Little bunches of flowers appear at intervals down the stalk; so far, there are two on the stalk that have actually opened, and another two that look like they're still developing.
That's about it for the report. If they start smelling like honey, I'll be sure to let you know.
Sunday, February 21, 2010
New Blogs of Interest
Or maybe that should read "Blogs of New Interest." The blogs aren't necessarily new, but my interest in them is. Neither phrasing is very clear. Maybe "Interesting Blogs of the New."
Anyway.
Letters and Leaves is the relatively new blog from longtime PATSP commenter Ivynettle, who writes from . . . . (Have you said where you write from, Ivynettle? 'Cause I'm just now realizing that I don't know.) Topics include indoor plants, plant-related employment, and more indoor plants, so far. Found via her comments here at PATSP.
Terra Mirabilis is written by Penny McCrea from somewhere in the depths of South Florida. Frequent topics: the outdoor growing of tropicals, wild wildlife, domesticated wildlife, her neighborhood, food plants, weather, and the various topics where the above overlap. I ran into TM via James Missier's Garden Chronicles.
Watching the World Wake Up is written by Watcher, from Salt Lake City, Utah, and is fairly difficult to categorize as far as subject matter. Plants, animals, bicycling, Utah, science in a general way, science in a specific way. WtWWU is frequently very wordy, digressive, and sciencey (and this is me saying!), but with enough naughty words to keep it readable, and there are often footnotes (including footnotes in the photos, occasionally, a level of footnoting I've never achieved before, so I'm impressed), so PATSP readers should feel more or less right at home. I think the sequence by which I encountered WtWWU is, I went to Phytophactor, which was hosting Berry-Go-Round #24, which included a link to a post at WtWWU that made extensive reference to triploidy, which happened to be something I was very interested in at the moment.
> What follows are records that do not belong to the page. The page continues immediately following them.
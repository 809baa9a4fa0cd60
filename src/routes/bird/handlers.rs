use actix_web::web;
use sqlx::PgPool;
use utoipa::TupleUnit;
use uuid::Uuid;

use super::errors::BirdError;
use super::models::BirdModel;
use super::schemas::{Bird, BirdListQuery, BirdRequest};
use super::utils::{
    delete_bird, fetch_bird, fetch_birds, fetch_featured_birds, remove_media, save_bird,
    update_bird, validate_media_urls,
};
use crate::constants::FEATURED_BIRD_LIMIT;
use crate::routes::auth::AdminContext;
use crate::schemas::GenericResponse;
use crate::storage_client::MediaStore;

#[utoipa::path(
    get,
    path = "/bird/list",
    tag = "Bird",
    summary = "Bird List",
    params(BirdListQuery),
    responses(
        (status=200, description= "Birds, newest first", body= GenericResponse<Vec<Bird>>),
        (status=500, description= "Internal Server Error", body= GenericResponse<TupleUnit>),
    )
)]
#[tracing::instrument(name = "List birds", skip(pool))]
pub async fn list_birds(
    query: web::Query<BirdListQuery>,
    pool: web::Data<PgPool>,
) -> Result<web::Json<GenericResponse<Vec<Bird>>>, BirdError> {
    let birds = fetch_birds(&pool, &query)
        .await
        .map_err(|e| BirdError::DatabaseError("Something went wrong while fetching birds".to_string(), e))?;
    Ok(web::Json(GenericResponse::success(
        "Successfully fetched birds",
        Some(birds.into_iter().map(BirdModel::into_schema).collect()),
    )))
}

#[utoipa::path(
    get,
    path = "/bird/featured",
    tag = "Bird",
    summary = "Featured Birds",
    responses(
        (status=200, description= "Featured birds, newest first", body= GenericResponse<Vec<Bird>>),
        (status=500, description= "Internal Server Error", body= GenericResponse<TupleUnit>),
    )
)]
#[tracing::instrument(name = "Featured birds", skip(pool))]
pub async fn featured_birds(
    pool: web::Data<PgPool>,
) -> Result<web::Json<GenericResponse<Vec<Bird>>>, BirdError> {
    let birds = fetch_featured_birds(&pool, FEATURED_BIRD_LIMIT)
        .await
        .map_err(|e| {
            BirdError::DatabaseError(
                "Something went wrong while fetching featured birds".to_string(),
                e,
            )
        })?;
    Ok(web::Json(GenericResponse::success(
        "Successfully fetched featured birds",
        Some(birds.into_iter().map(BirdModel::into_schema).collect()),
    )))
}

#[utoipa::path(
    get,
    path = "/bird/{bird_id}",
    tag = "Bird",
    summary = "Bird Detail",
    params(("bird_id" = Uuid, Path, description = "Bird id")),
    responses(
        (status=200, description= "Bird detail", body= GenericResponse<Bird>),
        (status=404, description= "Bird not found", body= GenericResponse<TupleUnit>),
    )
)]
#[tracing::instrument(name = "Bird detail", skip(pool))]
pub async fn bird_detail(
    bird_id: web::Path<Uuid>,
    pool: web::Data<PgPool>,
) -> Result<web::Json<GenericResponse<Bird>>, BirdError> {
    let bird = fetch_bird(&pool, bird_id.into_inner())
        .await
        .map_err(|e| BirdError::DatabaseError("Something went wrong while fetching the bird".to_string(), e))?
        .ok_or(BirdError::NotFound)?;
    Ok(web::Json(GenericResponse::success(
        "Successfully fetched bird",
        Some(bird.into_schema()),
    )))
}

#[utoipa::path(
    post,
    path = "/admin/bird/create",
    tag = "Admin Bird",
    summary = "Add Bird",
    request_body(content = BirdRequest, description = "Request Body"),
    responses(
        (status=200, description= "Bird added", body= GenericResponse<Bird>),
        (status=400, description= "Invalid Request body", body= GenericResponse<TupleUnit>),
        (status=401, description= "Not signed in", body= GenericResponse<TupleUnit>),
        (status=403, description= "Not an admin", body= GenericResponse<TupleUnit>),
    )
)]
#[tracing::instrument(name = "Create bird", skip(pool, media_store, body), fields(admin_id = %admin.identity.id))]
pub async fn create_bird(
    body: BirdRequest,
    admin: AdminContext,
    pool: web::Data<PgPool>,
    media_store: web::Data<dyn MediaStore>,
) -> Result<web::Json<GenericResponse<Bird>>, BirdError> {
    validate_media_urls(&body, media_store.get_ref()).map_err(BirdError::ValidationError)?;
    let bird = save_bird(&pool, &body)
        .await
        .map_err(|e| BirdError::DatabaseError("Failed to add bird.".to_string(), e))?;
    tracing::info!(bird_id = %bird.id, "Bird added");
    Ok(web::Json(GenericResponse::success(
        "Bird added successfully!",
        Some(bird.into_schema()),
    )))
}

#[utoipa::path(
    put,
    path = "/admin/bird/{bird_id}",
    tag = "Admin Bird",
    summary = "Edit Bird",
    params(("bird_id" = Uuid, Path, description = "Bird id")),
    request_body(content = BirdRequest, description = "Request Body"),
    responses(
        (status=200, description= "Bird updated", body= GenericResponse<Bird>),
        (status=400, description= "Invalid Request body", body= GenericResponse<TupleUnit>),
        (status=404, description= "Bird not found", body= GenericResponse<TupleUnit>),
    )
)]
#[tracing::instrument(name = "Edit bird", skip(pool, media_store, body), fields(admin_id = %admin.identity.id))]
pub async fn edit_bird(
    bird_id: web::Path<Uuid>,
    body: BirdRequest,
    admin: AdminContext,
    pool: web::Data<PgPool>,
    media_store: web::Data<dyn MediaStore>,
) -> Result<web::Json<GenericResponse<Bird>>, BirdError> {
    validate_media_urls(&body, media_store.get_ref()).map_err(BirdError::ValidationError)?;
    let bird = update_bird(&pool, bird_id.into_inner(), &body)
        .await
        .map_err(|e| BirdError::DatabaseError("Failed to update bird.".to_string(), e))?
        .ok_or(BirdError::NotFound)?;
    Ok(web::Json(GenericResponse::success(
        "Bird updated successfully!",
        Some(bird.into_schema()),
    )))
}

#[utoipa::path(
    delete,
    path = "/admin/bird/{bird_id}",
    tag = "Admin Bird",
    summary = "Delete Bird",
    params(("bird_id" = Uuid, Path, description = "Bird id")),
    responses(
        (status=200, description= "Bird deleted", body= GenericResponse<TupleUnit>),
        (status=404, description= "Bird not found", body= GenericResponse<TupleUnit>),
    )
)]
#[tracing::instrument(name = "Delete bird", skip(pool, media_store), fields(admin_id = %admin.identity.id))]
pub async fn remove_bird(
    bird_id: web::Path<Uuid>,
    admin: AdminContext,
    pool: web::Data<PgPool>,
    media_store: web::Data<dyn MediaStore>,
) -> Result<web::Json<GenericResponse<()>>, BirdError> {
    let bird = delete_bird(&pool, bird_id.into_inner())
        .await
        .map_err(|e| BirdError::DatabaseError("Failed to delete bird.".to_string(), e))?
        .ok_or(BirdError::NotFound)?;
    let urls = bird.media_urls();
    let removed = remove_media(media_store.get_ref(), &urls).await;
    tracing::info!(bird_id = %bird.id, removed, total = urls.len(), "Bird deleted");
    Ok(web::Json(GenericResponse::success(
        "Bird deleted successfully!",
        Some(()),
    )))
}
I can't imagine there's anybody reading this who wouldn't already be familiar with NellJean's Secrets of a Seed Scatterer, but I've recently added it to my Blogger reading list, so it counts. NellJean writes from Southwestern Georgia, primarily about outdoor gardening there. There's also quite a lot of nice photography, some meta-blogging (blogging about the process of blogging), frequently interesting polls, and a bit of houseplants. I don't remember how I became aware of it first; probably Blotanical. After a certain point, it no longer really matters.
Our Little Acre is another sort of surprising long-term omission. I don't have an explanation. It's written in Northwest Ohio, by Kylee, and has lately been about houseplants quite a bit, but there are also posts about travel, meta-blogging, food gardening and ornamental outdoor gardening. You probably already know all this. This is another one that was probably found through Blotanical, but it doesn't matter because I could have run into it ten thousand different ways, had Blotanical not been there.
Far Out Flora is written by, well, "faroutflora," (Megan) but also mattisalomaki (Matti). They write from San Francisco, California, primarily about houseplants, and the plants that can be houseplants or outdoor plants in San Francisco, which is apparently most of them. Particular emphases include bromeliads, succulents (but not cacti so much, for some reason), carnivorous plants, and a recent-seeming (?) enthusiasm for vertical gardening. Also considerable photography of plants: indoor, outdoor, retail, landscape, whatever.